▶ [TASK BRIEF]
From the listing below, copy out every line where the word "AlertDelivery" appears.

▶ [DATA EXCERPTS]
----------------
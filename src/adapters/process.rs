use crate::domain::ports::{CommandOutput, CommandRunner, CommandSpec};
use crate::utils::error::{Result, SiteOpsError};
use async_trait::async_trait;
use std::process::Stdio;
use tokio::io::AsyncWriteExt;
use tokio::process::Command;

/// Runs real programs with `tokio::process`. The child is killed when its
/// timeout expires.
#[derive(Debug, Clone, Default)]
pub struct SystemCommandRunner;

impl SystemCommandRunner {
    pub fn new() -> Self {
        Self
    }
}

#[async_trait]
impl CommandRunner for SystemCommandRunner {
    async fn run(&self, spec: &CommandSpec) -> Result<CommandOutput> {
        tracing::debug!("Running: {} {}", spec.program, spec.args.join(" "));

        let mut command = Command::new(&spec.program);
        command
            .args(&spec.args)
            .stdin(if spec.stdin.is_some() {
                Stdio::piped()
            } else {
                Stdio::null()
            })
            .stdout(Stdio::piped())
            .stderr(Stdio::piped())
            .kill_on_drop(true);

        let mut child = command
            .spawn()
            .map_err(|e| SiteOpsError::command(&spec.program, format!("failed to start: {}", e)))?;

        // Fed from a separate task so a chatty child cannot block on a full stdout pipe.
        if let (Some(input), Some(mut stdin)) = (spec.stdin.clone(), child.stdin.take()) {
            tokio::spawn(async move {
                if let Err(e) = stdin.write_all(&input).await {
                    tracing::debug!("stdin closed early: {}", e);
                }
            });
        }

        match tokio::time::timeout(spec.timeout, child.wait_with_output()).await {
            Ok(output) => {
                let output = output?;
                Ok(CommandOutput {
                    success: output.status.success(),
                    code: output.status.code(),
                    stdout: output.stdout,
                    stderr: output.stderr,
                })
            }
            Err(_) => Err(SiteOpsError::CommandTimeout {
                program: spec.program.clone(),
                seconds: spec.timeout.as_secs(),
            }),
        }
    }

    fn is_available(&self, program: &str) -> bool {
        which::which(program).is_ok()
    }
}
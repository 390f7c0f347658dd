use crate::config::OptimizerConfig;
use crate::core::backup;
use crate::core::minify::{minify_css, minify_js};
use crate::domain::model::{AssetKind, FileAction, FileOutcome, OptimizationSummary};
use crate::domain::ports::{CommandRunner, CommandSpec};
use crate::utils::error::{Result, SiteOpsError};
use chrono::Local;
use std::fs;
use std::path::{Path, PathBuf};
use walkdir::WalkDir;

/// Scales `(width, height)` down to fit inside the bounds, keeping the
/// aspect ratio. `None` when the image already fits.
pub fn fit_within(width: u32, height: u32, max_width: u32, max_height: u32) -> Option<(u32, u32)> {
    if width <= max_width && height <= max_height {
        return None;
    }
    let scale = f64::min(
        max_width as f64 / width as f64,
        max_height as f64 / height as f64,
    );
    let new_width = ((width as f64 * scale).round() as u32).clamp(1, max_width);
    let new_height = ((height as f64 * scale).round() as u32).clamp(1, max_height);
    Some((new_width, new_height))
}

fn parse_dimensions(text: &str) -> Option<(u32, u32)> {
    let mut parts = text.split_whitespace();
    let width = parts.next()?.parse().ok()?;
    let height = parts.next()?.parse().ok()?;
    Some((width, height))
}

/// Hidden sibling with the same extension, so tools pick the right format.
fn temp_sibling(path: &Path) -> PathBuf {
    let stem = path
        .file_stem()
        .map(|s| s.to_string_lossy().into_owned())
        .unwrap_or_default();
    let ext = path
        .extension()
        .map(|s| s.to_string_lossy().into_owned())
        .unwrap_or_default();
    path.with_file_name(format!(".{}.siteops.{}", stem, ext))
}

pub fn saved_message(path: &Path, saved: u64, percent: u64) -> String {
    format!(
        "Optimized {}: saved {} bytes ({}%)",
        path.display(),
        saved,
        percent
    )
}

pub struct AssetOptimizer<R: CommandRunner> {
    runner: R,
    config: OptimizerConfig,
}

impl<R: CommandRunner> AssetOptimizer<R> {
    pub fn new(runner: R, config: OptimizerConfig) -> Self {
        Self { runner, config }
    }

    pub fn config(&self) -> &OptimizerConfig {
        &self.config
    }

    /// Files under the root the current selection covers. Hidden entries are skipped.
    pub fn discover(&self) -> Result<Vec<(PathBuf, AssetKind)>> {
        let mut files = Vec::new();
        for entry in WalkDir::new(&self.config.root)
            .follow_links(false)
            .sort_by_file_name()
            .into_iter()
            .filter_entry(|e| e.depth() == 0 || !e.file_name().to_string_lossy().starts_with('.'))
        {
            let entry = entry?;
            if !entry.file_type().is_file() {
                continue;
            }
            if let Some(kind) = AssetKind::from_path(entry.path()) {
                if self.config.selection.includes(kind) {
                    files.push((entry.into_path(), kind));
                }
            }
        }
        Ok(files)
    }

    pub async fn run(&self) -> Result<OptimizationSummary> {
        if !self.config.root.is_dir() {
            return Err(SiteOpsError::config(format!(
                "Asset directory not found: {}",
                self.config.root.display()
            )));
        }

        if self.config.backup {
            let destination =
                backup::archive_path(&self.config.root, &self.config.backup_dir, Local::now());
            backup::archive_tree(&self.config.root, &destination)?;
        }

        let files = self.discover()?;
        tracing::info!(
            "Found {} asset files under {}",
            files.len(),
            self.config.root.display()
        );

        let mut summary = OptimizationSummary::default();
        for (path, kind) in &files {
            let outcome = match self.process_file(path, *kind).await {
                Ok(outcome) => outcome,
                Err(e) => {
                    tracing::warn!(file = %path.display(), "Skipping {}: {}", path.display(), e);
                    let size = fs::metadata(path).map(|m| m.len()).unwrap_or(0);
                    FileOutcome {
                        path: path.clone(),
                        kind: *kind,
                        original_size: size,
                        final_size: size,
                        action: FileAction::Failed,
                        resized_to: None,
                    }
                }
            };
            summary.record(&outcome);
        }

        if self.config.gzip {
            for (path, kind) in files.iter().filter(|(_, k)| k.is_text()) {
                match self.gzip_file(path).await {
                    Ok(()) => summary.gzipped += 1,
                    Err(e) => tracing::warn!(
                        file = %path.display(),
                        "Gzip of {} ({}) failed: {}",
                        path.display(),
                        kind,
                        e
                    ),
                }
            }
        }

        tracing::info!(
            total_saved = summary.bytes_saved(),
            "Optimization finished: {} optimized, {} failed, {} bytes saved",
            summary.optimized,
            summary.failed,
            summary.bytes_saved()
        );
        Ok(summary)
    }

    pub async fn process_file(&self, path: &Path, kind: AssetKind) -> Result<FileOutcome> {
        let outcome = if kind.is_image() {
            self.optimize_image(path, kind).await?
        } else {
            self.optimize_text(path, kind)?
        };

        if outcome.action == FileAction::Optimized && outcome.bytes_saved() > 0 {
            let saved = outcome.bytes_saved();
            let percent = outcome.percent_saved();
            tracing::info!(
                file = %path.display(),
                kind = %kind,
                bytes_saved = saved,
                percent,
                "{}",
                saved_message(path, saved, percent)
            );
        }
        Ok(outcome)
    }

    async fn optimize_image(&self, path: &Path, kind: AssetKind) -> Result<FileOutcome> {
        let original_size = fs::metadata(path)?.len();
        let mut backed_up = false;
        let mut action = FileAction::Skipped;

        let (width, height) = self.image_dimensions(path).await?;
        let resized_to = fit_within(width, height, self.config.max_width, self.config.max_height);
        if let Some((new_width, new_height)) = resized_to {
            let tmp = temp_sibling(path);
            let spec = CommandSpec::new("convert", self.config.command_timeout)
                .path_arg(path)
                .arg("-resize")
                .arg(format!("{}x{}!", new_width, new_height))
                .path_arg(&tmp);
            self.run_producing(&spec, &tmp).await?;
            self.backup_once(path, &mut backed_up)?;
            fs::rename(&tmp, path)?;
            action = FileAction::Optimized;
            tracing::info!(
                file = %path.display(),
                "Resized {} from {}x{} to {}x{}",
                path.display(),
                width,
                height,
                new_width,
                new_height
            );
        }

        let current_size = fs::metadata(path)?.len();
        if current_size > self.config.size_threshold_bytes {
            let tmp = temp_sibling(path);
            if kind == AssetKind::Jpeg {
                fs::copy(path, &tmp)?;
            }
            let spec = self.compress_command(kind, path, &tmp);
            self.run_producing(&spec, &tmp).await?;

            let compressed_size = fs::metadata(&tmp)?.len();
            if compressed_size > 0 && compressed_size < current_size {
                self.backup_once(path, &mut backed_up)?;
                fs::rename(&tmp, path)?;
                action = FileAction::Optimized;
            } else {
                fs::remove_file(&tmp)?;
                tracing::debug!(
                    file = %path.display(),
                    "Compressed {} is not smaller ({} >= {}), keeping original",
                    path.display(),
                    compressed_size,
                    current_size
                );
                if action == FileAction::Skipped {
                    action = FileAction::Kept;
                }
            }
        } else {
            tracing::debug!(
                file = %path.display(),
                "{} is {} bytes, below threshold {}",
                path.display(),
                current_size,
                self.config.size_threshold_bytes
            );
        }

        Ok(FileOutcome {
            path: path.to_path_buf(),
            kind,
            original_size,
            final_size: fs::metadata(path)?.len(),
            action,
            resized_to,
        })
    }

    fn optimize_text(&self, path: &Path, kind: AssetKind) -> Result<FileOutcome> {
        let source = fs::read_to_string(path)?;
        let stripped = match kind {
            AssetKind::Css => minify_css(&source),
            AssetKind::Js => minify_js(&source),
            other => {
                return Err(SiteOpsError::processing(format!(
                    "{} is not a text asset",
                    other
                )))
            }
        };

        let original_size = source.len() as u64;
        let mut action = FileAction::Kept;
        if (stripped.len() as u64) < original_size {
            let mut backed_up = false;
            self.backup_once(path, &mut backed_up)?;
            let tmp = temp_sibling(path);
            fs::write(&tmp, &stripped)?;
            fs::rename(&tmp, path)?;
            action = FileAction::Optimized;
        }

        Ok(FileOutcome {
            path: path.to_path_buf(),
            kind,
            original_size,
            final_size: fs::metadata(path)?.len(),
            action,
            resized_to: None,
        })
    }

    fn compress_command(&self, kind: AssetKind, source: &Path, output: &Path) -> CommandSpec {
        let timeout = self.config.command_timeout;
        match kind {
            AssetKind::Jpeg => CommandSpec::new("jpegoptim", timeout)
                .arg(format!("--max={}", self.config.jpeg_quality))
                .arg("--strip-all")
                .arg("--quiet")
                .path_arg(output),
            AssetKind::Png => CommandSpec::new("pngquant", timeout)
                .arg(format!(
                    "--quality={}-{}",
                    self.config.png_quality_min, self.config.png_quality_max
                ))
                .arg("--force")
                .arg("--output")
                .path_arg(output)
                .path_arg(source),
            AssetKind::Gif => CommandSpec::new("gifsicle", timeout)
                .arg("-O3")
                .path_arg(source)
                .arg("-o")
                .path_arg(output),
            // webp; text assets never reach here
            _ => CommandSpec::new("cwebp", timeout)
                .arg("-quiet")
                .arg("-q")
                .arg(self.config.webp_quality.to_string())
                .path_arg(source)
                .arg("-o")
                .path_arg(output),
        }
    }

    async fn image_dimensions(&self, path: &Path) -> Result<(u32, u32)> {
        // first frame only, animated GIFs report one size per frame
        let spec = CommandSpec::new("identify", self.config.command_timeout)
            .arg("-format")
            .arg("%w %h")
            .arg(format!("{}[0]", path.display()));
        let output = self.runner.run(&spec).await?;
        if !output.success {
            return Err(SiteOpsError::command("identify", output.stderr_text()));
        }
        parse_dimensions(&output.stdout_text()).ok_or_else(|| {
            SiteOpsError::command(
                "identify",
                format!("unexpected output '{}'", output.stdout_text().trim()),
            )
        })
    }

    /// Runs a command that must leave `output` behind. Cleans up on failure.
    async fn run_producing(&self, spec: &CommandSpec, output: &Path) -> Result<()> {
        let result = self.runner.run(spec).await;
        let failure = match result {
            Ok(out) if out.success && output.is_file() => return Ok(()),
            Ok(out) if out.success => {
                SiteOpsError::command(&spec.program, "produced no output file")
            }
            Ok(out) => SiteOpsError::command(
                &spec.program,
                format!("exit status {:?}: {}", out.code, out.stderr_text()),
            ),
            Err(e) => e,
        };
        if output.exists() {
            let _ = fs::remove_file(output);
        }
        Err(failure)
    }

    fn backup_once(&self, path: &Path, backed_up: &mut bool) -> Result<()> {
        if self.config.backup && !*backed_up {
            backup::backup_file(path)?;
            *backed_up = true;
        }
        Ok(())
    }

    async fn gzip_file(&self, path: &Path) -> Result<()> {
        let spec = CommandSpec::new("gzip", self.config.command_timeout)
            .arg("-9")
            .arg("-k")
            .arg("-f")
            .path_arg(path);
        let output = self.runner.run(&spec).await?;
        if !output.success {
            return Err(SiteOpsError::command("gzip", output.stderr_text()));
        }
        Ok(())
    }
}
----------------
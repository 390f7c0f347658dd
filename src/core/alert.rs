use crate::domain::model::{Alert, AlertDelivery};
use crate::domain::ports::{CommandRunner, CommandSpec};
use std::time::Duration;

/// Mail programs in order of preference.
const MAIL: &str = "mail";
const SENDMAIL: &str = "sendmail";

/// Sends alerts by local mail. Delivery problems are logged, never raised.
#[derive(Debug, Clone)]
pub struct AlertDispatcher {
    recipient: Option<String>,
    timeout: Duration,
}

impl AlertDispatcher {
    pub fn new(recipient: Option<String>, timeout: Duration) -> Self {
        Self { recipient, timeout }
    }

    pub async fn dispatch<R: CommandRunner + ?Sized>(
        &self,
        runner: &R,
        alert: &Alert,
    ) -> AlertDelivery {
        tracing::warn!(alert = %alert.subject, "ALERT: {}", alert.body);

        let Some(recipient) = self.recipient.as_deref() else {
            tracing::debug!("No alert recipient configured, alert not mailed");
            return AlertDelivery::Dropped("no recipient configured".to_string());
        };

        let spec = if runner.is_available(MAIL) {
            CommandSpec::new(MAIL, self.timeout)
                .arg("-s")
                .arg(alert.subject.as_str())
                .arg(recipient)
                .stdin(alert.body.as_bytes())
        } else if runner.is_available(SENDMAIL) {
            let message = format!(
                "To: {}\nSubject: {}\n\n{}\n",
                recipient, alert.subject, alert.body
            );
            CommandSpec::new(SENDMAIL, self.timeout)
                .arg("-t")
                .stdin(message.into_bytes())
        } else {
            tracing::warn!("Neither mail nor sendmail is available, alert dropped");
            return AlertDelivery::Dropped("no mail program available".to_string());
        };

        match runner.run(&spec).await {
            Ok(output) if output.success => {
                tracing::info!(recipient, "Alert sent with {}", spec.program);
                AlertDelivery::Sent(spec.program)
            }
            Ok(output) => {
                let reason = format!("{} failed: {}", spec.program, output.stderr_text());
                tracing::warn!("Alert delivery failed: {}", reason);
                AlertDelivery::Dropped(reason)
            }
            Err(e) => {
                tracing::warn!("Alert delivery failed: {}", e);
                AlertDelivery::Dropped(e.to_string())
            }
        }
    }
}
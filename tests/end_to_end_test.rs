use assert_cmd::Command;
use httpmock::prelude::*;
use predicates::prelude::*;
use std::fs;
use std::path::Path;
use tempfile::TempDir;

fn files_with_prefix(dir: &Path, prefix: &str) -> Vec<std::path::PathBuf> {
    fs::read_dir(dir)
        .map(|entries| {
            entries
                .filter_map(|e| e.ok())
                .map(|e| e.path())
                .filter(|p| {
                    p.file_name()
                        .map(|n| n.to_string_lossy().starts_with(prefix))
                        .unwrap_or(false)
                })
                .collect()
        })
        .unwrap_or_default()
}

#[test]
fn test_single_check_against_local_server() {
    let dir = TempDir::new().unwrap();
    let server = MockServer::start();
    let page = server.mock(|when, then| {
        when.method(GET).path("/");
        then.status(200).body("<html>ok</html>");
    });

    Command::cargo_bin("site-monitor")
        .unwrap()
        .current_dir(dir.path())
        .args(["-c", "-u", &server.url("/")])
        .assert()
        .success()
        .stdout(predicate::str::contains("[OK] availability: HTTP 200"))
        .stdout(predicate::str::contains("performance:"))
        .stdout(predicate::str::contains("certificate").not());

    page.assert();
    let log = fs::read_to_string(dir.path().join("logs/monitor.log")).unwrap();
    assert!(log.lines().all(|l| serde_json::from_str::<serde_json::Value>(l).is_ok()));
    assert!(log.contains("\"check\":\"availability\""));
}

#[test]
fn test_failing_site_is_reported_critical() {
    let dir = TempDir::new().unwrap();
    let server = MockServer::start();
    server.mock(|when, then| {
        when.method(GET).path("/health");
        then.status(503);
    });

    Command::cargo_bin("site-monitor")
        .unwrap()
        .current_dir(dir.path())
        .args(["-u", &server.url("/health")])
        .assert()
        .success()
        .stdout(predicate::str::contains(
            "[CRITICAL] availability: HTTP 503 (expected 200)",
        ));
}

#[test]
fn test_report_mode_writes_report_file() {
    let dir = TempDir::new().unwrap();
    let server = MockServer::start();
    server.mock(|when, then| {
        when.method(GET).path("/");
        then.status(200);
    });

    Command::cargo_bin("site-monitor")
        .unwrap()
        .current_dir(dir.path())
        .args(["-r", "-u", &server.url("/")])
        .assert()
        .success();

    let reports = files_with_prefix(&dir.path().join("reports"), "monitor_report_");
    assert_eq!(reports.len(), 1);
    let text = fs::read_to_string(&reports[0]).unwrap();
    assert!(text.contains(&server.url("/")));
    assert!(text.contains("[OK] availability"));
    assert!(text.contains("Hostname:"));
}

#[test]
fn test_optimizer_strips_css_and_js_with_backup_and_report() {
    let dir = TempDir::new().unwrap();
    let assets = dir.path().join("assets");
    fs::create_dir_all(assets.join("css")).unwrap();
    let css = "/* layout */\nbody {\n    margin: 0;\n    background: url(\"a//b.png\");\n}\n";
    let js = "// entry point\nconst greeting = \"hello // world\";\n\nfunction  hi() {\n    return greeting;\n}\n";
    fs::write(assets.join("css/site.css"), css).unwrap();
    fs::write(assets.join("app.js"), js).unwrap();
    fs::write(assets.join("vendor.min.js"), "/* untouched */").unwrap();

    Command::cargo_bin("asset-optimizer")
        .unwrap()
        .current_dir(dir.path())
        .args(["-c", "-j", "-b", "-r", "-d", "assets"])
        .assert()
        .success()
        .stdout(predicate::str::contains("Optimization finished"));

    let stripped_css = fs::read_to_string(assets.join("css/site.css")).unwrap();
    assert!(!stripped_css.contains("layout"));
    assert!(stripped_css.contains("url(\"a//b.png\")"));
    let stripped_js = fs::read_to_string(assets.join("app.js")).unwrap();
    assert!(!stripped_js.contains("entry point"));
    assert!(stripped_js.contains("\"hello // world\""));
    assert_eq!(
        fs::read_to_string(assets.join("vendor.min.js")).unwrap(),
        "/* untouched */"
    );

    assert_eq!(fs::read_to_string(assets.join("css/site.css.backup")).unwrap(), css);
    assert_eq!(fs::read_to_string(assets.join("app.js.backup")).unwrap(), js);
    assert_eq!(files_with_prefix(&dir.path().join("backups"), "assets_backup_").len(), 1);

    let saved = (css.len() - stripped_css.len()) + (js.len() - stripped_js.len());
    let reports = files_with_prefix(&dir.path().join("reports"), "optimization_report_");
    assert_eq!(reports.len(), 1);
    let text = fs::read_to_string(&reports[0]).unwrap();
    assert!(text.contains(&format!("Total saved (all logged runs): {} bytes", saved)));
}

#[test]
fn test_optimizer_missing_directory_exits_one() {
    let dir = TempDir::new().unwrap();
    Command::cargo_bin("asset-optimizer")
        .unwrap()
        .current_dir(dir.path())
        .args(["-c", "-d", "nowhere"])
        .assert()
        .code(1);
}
----------------
▶ [TASK RESULT]
use crate::domain::model::{Alert, AlertDelivery};
    ) -> AlertDelivery {
            return AlertDelivery::Dropped("no recipient configured".to_string());
            return AlertDelivery::Dropped("no mail program available".to_string());
                AlertDelivery::Sent(spec.program)
                AlertDelivery::Dropped(reason)
                AlertDelivery::Dropped(e.to_string())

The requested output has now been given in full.